成年後見制度、本人の運命握る医師の診断書弁護士 遠藤英嗣

増加の一途をたどる認知症の人たちの財産を管理し、支援するのが成年後見制度です。資産承継を適切に行うためには、成年後見制度を正しく理解することが大切だということを、このコラムでずっとお伝えしてきました。ところが、成年後見制度のなかで非常に重要な役割を果たす医師でさえ、制度に対する理解が不十分だということに私は危機感を持っています。

4つの制度で構成

「成年後見制度」と一口にいっても、実は4つの独立した制度によって成り立っていることをご存じでしょうか。

「成年後見制度」は、「法定後見制度」と「任意後見制度」の2つの制度に区分されます。そのうち法定後見制度は、さらに「後見制度」「保佐制度」「補助制度」という3つの制度から成り立っています。これらの法制度は、4つの独立した制度です。

いささか粗い説明になってしまいますが、まず「法定後見制度」の「後見制度」(「後見類型」ともいいます)は判断能力が「全くない」または「ほとんどない」人、「保佐制度」は判断能力が「著しく不十分」な人、「補助制度」は、判断能力が「不十分」ではあるものの、自分でもできるかもしれないという人が利用する制度です。

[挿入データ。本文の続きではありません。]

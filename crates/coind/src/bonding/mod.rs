//! IP uplink bonding mode.
//!
//! Handles `{"type": "coin", "subtype": "ipupbond", ...}` requests:
//!
//! | command            | fields                                  | reply `command`     |
//! |--------------------|-----------------------------------------|---------------------|
//! | `create`           | `ip-address`                            | `created`           |
//! | `delete`           | `bond-interface`                        | `deleted`           |
//! | `enslave`          | `bond-interface`, `interface`           | `enslaved`          |
//! | `liberate`         | `bond-interface`, `interface`           | `liberated`         |
//! | `get-active-slave` | `bond-interface`                        | `got-active-slave`  |
//! | `set-active-slave` | `bond-interface`, `interface` (or null) | `set-active-slave`  |
//!
//! Failures reply `command: "error"` with the reason in `status`, except
//! refusals that change nothing (already enslaved and the like), which keep
//! the verb.

mod driver;
mod types;

pub use driver::BondingDriver;
pub use types::{BondError, BondInterface};

use serde_json::{json, Map, Value};
use tracing::debug;

use crate::context::DriverContext;
use crate::event::EventKind;

pub const SUBTYPE: &str = "ipupbond";

impl BondingDriver {
    /// The driver reads ports from the registry on demand.
    pub const SUBSCRIPTIONS: &'static [EventKind] = &[];

    /// Handles one `ipupbond` request and returns the reply.
    pub async fn handle_command(&mut self, request: &Value, ctx: &mut DriverContext<'_>) -> Value {
        let command = request.get("command").and_then(Value::as_str).unwrap_or("");
        debug!(command, "Bonding command");

        let result = self.dispatch(command, request, ctx).await;
        let mut reply = Map::new();
        reply.insert("type".to_string(), json!("coin"));
        reply.insert("subtype".to_string(), json!(SUBTYPE));
        match result {
            Ok(fields) => reply.extend(fields),
            Err(e) if e.is_noop() => {
                reply.insert("command".to_string(), json!(reply_verb(command)));
                reply.insert("status".to_string(), json!(e.to_string()));
            }
            Err(e) => {
                reply.insert("command".to_string(), json!("error"));
                reply.insert("status".to_string(), json!(e.to_string()));
            }
        }
        Value::Object(reply)
    }

    async fn dispatch(
        &mut self,
        command: &str,
        request: &Value,
        ctx: &mut DriverContext<'_>,
    ) -> Result<Map<String, Value>, BondError> {
        if command.is_empty() {
            return Err(BondError::MissingField("command"));
        }

        if command == "create" {
            let ip = string_field(request, "ip-address")?;
            let name = self.create(ip, ctx).await?;
            return Ok(fields([("command", json!("created")), ("interface", json!(name))]));
        }

        let bond = string_field(request, "bond-interface")?;
        if self.bond(bond).is_none() {
            return Err(BondError::UnknownBond(bond.to_string()));
        }

        let interface = match command {
            "delete" | "get-active-slave" => None,
            "set-active-slave" if request.get("interface").map_or(true, Value::is_null) => None,
            _ => {
                let interface = string_field(request, "interface")?;
                let known = ctx.intf.interfaces().await?;
                if !known.iter().any(|i| i == interface) {
                    return Err(BondError::UnknownInterface(interface.to_string()));
                }
                Some(interface)
            }
        };

        let status = match (command, interface) {
            ("delete", _) => {
                self.delete(bond, ctx).await?;
                json!(0)
            }
            ("get-active-slave", _) => json!(self.active_slave(bond)?),
            ("enslave", Some(interface)) => {
                self.enslave(bond, interface, ctx)?;
                json!(0)
            }
            ("liberate", Some(interface)) => {
                self.liberate(bond, interface, ctx)?;
                json!(0)
            }
            ("set-active-slave", interface) => {
                if let Some(interface) = interface {
                    if self.active_slave(bond)? == Some(interface) {
                        return Err(BondError::AlreadyActive);
                    }
                }
                self.set_active_slave(bond, interface, ctx)?;
                json!(0)
            }
            (other, _) => return Err(BondError::UnknownCommand(other.to_string())),
        };

        Ok(fields([
            ("command", json!(reply_verb(command))),
            ("status", status),
        ]))
    }
}

fn reply_verb(command: &str) -> &str {
    match command {
        "create" => "created",
        "delete" => "deleted",
        "enslave" => "enslaved",
        "liberate" => "liberated",
        "get-active-slave" => "got-active-slave",
        "set-active-slave" => "set-active-slave",
        _ => "error",
    }
}

fn string_field<'a>(request: &'a Value, name: &'static str) -> Result<&'a str, BondError> {
    request
        .get(name)
        .and_then(Value::as_str)
        .ok_or(BondError::MissingField(name))
}

fn fields<const N: usize>(entries: [(&str, Value); N]) -> Map<String, Value> {
    entries
        .into_iter()
        .map(|(k, v)| (k.to_string(), v))
        .collect()
}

「法定後見制度」で本人を支援する人をそれぞれ「後見人」(正確には「成年後見人」)、「保佐人」、「補助人」といい、支援をする人は家庭裁判所が選任します。

一方、「任意後見制度」は、依頼者本人があらかじめ任意後見人を誰にするか決めて2人が契約し、いざというときに備える制度です。この契約を「任意後見契約」といい、公証人の公正証書で作成します。任意後見制度では、契約後、本人の判断能力が不十分となったときに、家庭裁判所に対して所定の申し立てをし、本人が同意すれば後見が開始します。申し立ての内容は、任意後見人を監督する立場の「任意後見監督人」の選任です。

医師の診断書が重要

成年後見制度を利用する場合、本人の精神の状態についての医師の診断書(成年後見用の診断書)を裁判所に提出することになっています。

成年後見用の診断書を作成する医師は認知症の専門医に限定されるわけではなく、かかりつけの医師でもよいことになっているため、成年後見の4つの独立した制度について知らない医師も多いと聞きます。

確かに、成年後見制度は、難しい制度です。保佐制度や補助制度については、高度な制度設計が必要になるうえ、本人を支援する保佐人、補助人などがどのような権限を有するのかは、一人ひとり、それぞれのケースで異なります。さらに、本人が法の枠内で自由に制度設計できる任意後見という仕組みもあるわけです。

私はある大学の市民後見人養成講座で任意後見制度の講師を務めていましたが、その受講生の中に、地方の中堅病院のベテラン医師がいました。その医師が受講した動機は、「成年後見制度を知らないから」というものでした。さらに、「任意後見制度の存在を知らなかった」とも話していました。

彼だけではなく、任意後見制度について知らないという医師はかなりいるのではないかと思います。実際、「後見人を自分で選べるなんて知らない。後見人は自分たちが作成する診断書に基づいて裁判所が選任する制度のはずだ」「任意後見は知らない。任意後見用の診断書は書けない」と発言する医師すらいるようです。